## BRIEF
Output the whole listing again, exactly as it reads.

## EXERCISE INPUT
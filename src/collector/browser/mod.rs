
use anyhow::{Context, Result, anyhow, bail};
use headless_chrome::{Browser, LaunchOptions, Tab};
use serde::{Deserialize, Serialize};
use std::ffi::OsStr;
use std::sync::{Arc, Mutex};
use std::time::Duration;
use tracing::{debug, info, warn};
use url::Url;

/// Configuration for browser rendering
#[derive(Debug, Clone, PartialEq, Eq, Serialize, Deserialize)]
#[serde(default)]
pub struct BrowserConfig {
    /// Whether to run the browser in headless mode
    pub headless: bool,
    pub window_width: u32,
    pub window_height: u32,
    /// Timeout for page navigation and the ready selector in seconds
    pub navigation_timeout_seconds: u64,
    /// Idle timeout for the launched browser in seconds
    pub launch_timeout_seconds: u64,
    /// Upper bound on scroll steps for a listing page
    pub max_scrolls: u32,
    /// Pause after each scroll so more topics can load
    pub scroll_pause_ms: u64,
    /// Additional Chrome arguments
    pub chrome_args: Vec<String>,
}

impl Default for BrowserConfig {
    #[inline]
    fn default() -> Self {
        Self {
            headless: true,
            window_width: 1280,
            window_height: 720,
            navigation_timeout_seconds: 30,
            launch_timeout_seconds: 60,
            max_scrolls: 50,
            scroll_pause_ms: 2000,
            chrome_args: vec![
                "--no-sandbox".to_string(),
                "--disable-dev-shm-usage".to_string(),
                "--disable-gpu".to_string(),
                "--disable-extensions".to_string(),
            ],
        }
    }
}

impl BrowserConfig {
    #[inline]
    pub fn validate(&self) -> Result<()> {
        if self.window_width == 0 || self.window_height == 0 {
            bail!(
                "window size must be non-zero, got {}x{}",
                self.window_width,
                self.window_height
            );
        }
        if !(1..=300).contains(&self.navigation_timeout_seconds) {
            bail!(
                "navigation timeout must be between 1 and 300 seconds, got {}",
                self.navigation_timeout_seconds
            );
        }
        if self.launch_timeout_seconds == 0 {
            bail!("launch timeout must be at least 1 second");
        }
        if self.max_scrolls > 1000 {
            bail!("max_scrolls must be at most 1000, got {}", self.max_scrolls);
        }
        if self.scroll_pause_ms > 60_000 {
            bail!(
                "scroll pause must be at most 60000 ms, got {}",
                self.scroll_pause_ms
            );
        }
        Ok(())
    }
}

/// Renders pages in a single headless Chrome instance, launched on first use
pub struct BrowserClient {
    config: BrowserConfig,
    user_agent: String,
    browser: Mutex<Option<Arc<Browser>>>,
}

impl BrowserClient {
    #[inline]
    pub fn new(config: BrowserConfig, user_agent: String) -> Self {
        Self {
            config,
            user_agent,
            browser: Mutex::new(None),
        }
    }

    /// Whether Chrome has been started yet
    #[inline]
    pub fn is_launched(&self) -> bool {
        self.browser.lock().is_ok_and(|browser| browser.is_some())
    }

    /// Load `url`, wait for `ready_selector`, optionally scroll until the page stops
    /// growing, and return the rendered HTML
    #[inline]
    pub async fn render_page(&self, url: &Url, ready_selector: &str, scroll: bool) -> Result<String> {
        let browser = self.browser()?;
        let tab = browser
            .new_tab()
            .with_context(|| "Failed to create new browser tab")?;

        let result = self.render_in_tab(&tab, url, ready_selector, scroll).await;

        if let Err(e) = tab.close(true) {
            debug!("Failed to close tab for {}: {}", url, e);
        }

        result
    }

    async fn render_in_tab(
        &self,
        tab: &Arc<Tab>,
        url: &Url,
        ready_selector: &str,
        scroll: bool,
    ) -> Result<String> {
        let timeout = Duration::from_secs(self.config.navigation_timeout_seconds);
        tab.set_default_timeout(timeout);
        tab.set_user_agent(&self.user_agent, None, None)
            .with_context(|| "Failed to set user agent")?;

        debug!("Navigating to URL: {}", url);
        tab.navigate_to(url.as_str())
            .with_context(|| format!("Failed to navigate to {}", url))?;
        tab.wait_until_navigated()
            .with_context(|| format!("Navigation to {} did not complete", url))?;
        tab.wait_for_element_with_custom_timeout(ready_selector, timeout)
            .with_context(|| format!("'{}' never appeared on {}", ready_selector, url))?;

        if scroll {
            self.scroll_to_end(tab).await?;
        }

        let content = tab
            .get_content()
            .with_context(|| "Failed to get page content")?;
        debug!("Rendered {} bytes from {}", content.len(), url);
        Ok(content)
    }

    /// Scroll to the bottom repeatedly until the document height stops changing
    async fn scroll_to_end(&self, tab: &Arc<Tab>) -> Result<()> {
        let pause = Duration::from_millis(self.config.scroll_pause_ms);
        let mut last_height = page_height(tab)?;

        for step in 0..self.config.max_scrolls {
            tab.evaluate("window.scrollTo(0, document.body.scrollHeight)", false)
                .with_context(|| "Failed to scroll page")?;
            tokio::time::sleep(pause).await;

            let height = page_height(tab)?;
            if height == last_height {
                debug!("Page stopped growing after {} scrolls", step + 1);
                return Ok(());
            }
            last_height = height;
        }

        warn!(
            "Page still growing after {} scrolls, reading what has loaded",
            self.config.max_scrolls
        );
        Ok(())
    }

    fn browser(&self) -> Result<Arc<Browser>> {
        let mut slot = self
            .browser
            .lock()
            .map_err(|e| anyhow!("Browser lock poisoned: {}", e))?;

        if let Some(browser) = slot.as_ref() {
            return Ok(Arc::clone(browser));
        }

        let args: Vec<&OsStr> = self.config.chrome_args.iter().map(OsStr::new).collect();
        let launch_options = LaunchOptions {
            headless: self.config.headless,
            window_size: Some((self.config.window_width, self.config.window_height)),
            args,
            idle_browser_timeout: Duration::from_secs(self.config.launch_timeout_seconds),
            ..Default::default()
        };

        let browser = Arc::new(
            Browser::new(launch_options).with_context(|| "Failed to launch browser instance")?,
        );
        info!("Launched headless browser");
        *slot = Some(Arc::clone(&browser));
        Ok(browser)
    }
}

fn page_height(tab: &Tab) -> Result<u64> {
    let result = tab
        .evaluate("document.body.scrollHeight", false)
        .with_context(|| "Failed to read page height")?;
    Ok(result
        .value
        .and_then(|value| value.as_u64())
        .unwrap_or_default())
}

## OUTPUT BELOW
filename src/collector/browser/mod.rs

use anyhow::{Context, Result, anyhow, bail};
use headless_chrome::{Browser, LaunchOptions, Tab};
use serde::{Deserialize, Serialize};
use std::ffi::OsStr;
use std::sync::{Arc, Mutex};
use std::time::Duration;
use tracing::{debug, info, warn};
use url::Url;

/// Configuration for browser rendering
#[derive(Debug, Clone, PartialEq, Eq, Serialize, Deserialize)]
#[serde(default)]
pub struct BrowserConfig {
    /// Whether to run the browser in headless mode
    pub headless: bool,
    pub window_width: u32,
    pub window_height: u32,
    /// Timeout for page navigation and the ready selector in seconds
    pub navigation_timeout_seconds: u64,
    /// Idle timeout for the launched browser in seconds
    pub launch_timeout_seconds: u64,
    /// Upper bound on scroll steps for a listing page
    pub max_scrolls: u32,
    /// Pause after each scroll so more topics can load
    pub scroll_pause_ms: u64,
    /// Additional Chrome arguments
    pub chrome_args: Vec<String>,
}

impl Default for BrowserConfig {
    #[inline]
    fn default() -> Self {
        Self {
            headless: true,
            window_width: 1280,
            window_height: 720,
            navigation_timeout_seconds: 30,
            launch_timeout_seconds: 60,
            max_scrolls: 50,
            scroll_pause_ms: 2000,
            chrome_args: vec![
                "--no-sandbox".to_string(),
                "--disable-dev-shm-usage".to_string(),
                "--disable-gpu".to_string(),
                "--disable-extensions".to_string(),
            ],
        }
    }
}

impl BrowserConfig {
    #[inline]
    pub fn validate(&self) -> Result<()> {
        if self.window_width == 0 || self.window_height == 0 {
            bail!(
                "window size must be non-zero, got {}x{}",
                self.window_width,
                self.window_height
            );
        }
        if !(1..=300).contains(&self.navigation_timeout_seconds) {
            bail!(
                "navigation timeout must be between 1 and 300 seconds, got {}",
                self.navigation_timeout_seconds
            );
        }
        if self.launch_timeout_seconds == 0 {
            bail!("launch timeout must be at least 1 second");
        }
        if self.max_scrolls > 1000 {
            bail!("max_scrolls must be at most 1000, got {}", self.max_scrolls);
        }
        if self.scroll_pause_ms > 60_000 {
            bail!(
                "scroll pause must be at most 60000 ms, got {}",
                self.scroll_pause_ms
            );
        }
        Ok(())
    }
}

/// Renders pages in a single headless Chrome instance, launched on first use
pub struct BrowserClient {
    config: BrowserConfig,
    user_agent: String,
    browser: Mutex<Option<Arc<Browser>>>,
}

impl BrowserClient {
    #[inline]
    pub fn new(config: BrowserConfig, user_agent: String) -> Self {
        Self {
            config,
            user_agent,
            browser: Mutex::new(None),
        }
    }

    /// Whether Chrome has been started yet
    #[inline]
    pub fn is_launched(&self) -> bool {
        self.browser.lock().is_ok_and(|browser| browser.is_some())
    }

    /// Load `url`, wait for `ready_selector`, optionally scroll until the page stops
    /// growing, and return the rendered HTML
    #[inline]
    pub async fn render_page(&self, url: &Url, ready_selector: &str, scroll: bool) -> Result<String> {
        let browser = self.browser()?;
        let tab = browser
            .new_tab()
            .with_context(|| "Failed to create new browser tab")?;

        let result = self.render_in_tab(&tab, url, ready_selector, scroll).await;

        if let Err(e) = tab.close(true) {
            debug!("Failed to close tab for {}: {}", url, e);
        }

        result
    }

    async fn render_in_tab(
        &self,
        tab: &Arc<Tab>,
        url: &Url,
        ready_selector: &str,
        scroll: bool,
    ) -> Result<String> {
        let timeout = Duration::from_secs(self.config.navigation_timeout_seconds);
        tab.set_default_timeout(timeout);
        tab.set_user_agent(&self.user_agent, None, None)
            .with_context(|| "Failed to set user agent")?;

        debug!("Navigating to URL: {}", url);
        tab.navigate_to(url.as_str())
            .with_context(|| format!("Failed to navigate to {}", url))?;
        tab.wait_until_navigated()
            .with_context(|| format!("Navigation to {} did not complete", url))?;
        tab.wait_for_element_with_custom_timeout(ready_selector, timeout)
            .with_context(|| format!("'{}' never appeared on {}", ready_selector, url))?;

        if scroll {
            self.scroll_to_end(tab).await?;
        }

        let content = tab
            .get_content()
            .with_context(|| "Failed to get page content")?;
        debug!("Rendered {} bytes from {}", content.len(), url);
        Ok(content)
    }

    /// Scroll to the bottom repeatedly until the document height stops changing
    async fn scroll_to_end(&self, tab: &Arc<Tab>) -> Result<()> {
        let pause = Duration::from_millis(self.config.scroll_pause_ms);
        let mut last_height = page_height(tab)?;

        for step in 0..self.config.max_scrolls {
            tab.evaluate("window.scrollTo(0, document.body.scrollHeight)", false)
                .with_context(|| "Failed to scroll page")?;
            tokio::time::sleep(pause).await;

            let height = page_height(tab)?;
            if height == last_height {
                debug!("Page stopped growing after {} scrolls", step + 1);
                return Ok(());
            }
            last_height = height;
        }

        warn!(
            "Page still growing after {} scrolls, reading what has loaded",
            self.config.max_scrolls
        );
        Ok(())
    }

    fn browser(&self) -> Result<Arc<Browser>> {
        let mut slot = self
            .browser
            .lock()
            .map_err(|e| anyhow!("Browser lock poisoned: {}", e))?;

        if let Some(browser) = slot.as_ref() {
            return Ok(Arc::clone(browser));
        }

        let args: Vec<&OsStr> = self.config.chrome_args.iter().map(OsStr::new).collect();
        let launch_options = LaunchOptions {
            headless: self.config.headless,
            window_size: Some((self.config.window_width, self.config.window_height)),
            args,
            idle_browser_timeout: Duration::from_secs(self.config.launch_timeout_seconds),
            ..Default::default()
        };

        let browser = Arc::new(
            Browser::new(launch_options).with_context(|| "Failed to launch browser instance")?,
        );
        info!("Launched headless browser");
        *slot = Some(Arc::clone(&browser));
        Ok(browser)
    }
}

fn page_height(tab: &Tab) -> Result<u64> {
    let result = tab
        .evaluate("document.body.scrollHeight", false)
        .with_context(|| "Failed to read page height")?;
    Ok(result
        .value
        .and_then(|value| value.as_u64())
        .unwrap_or_default())
}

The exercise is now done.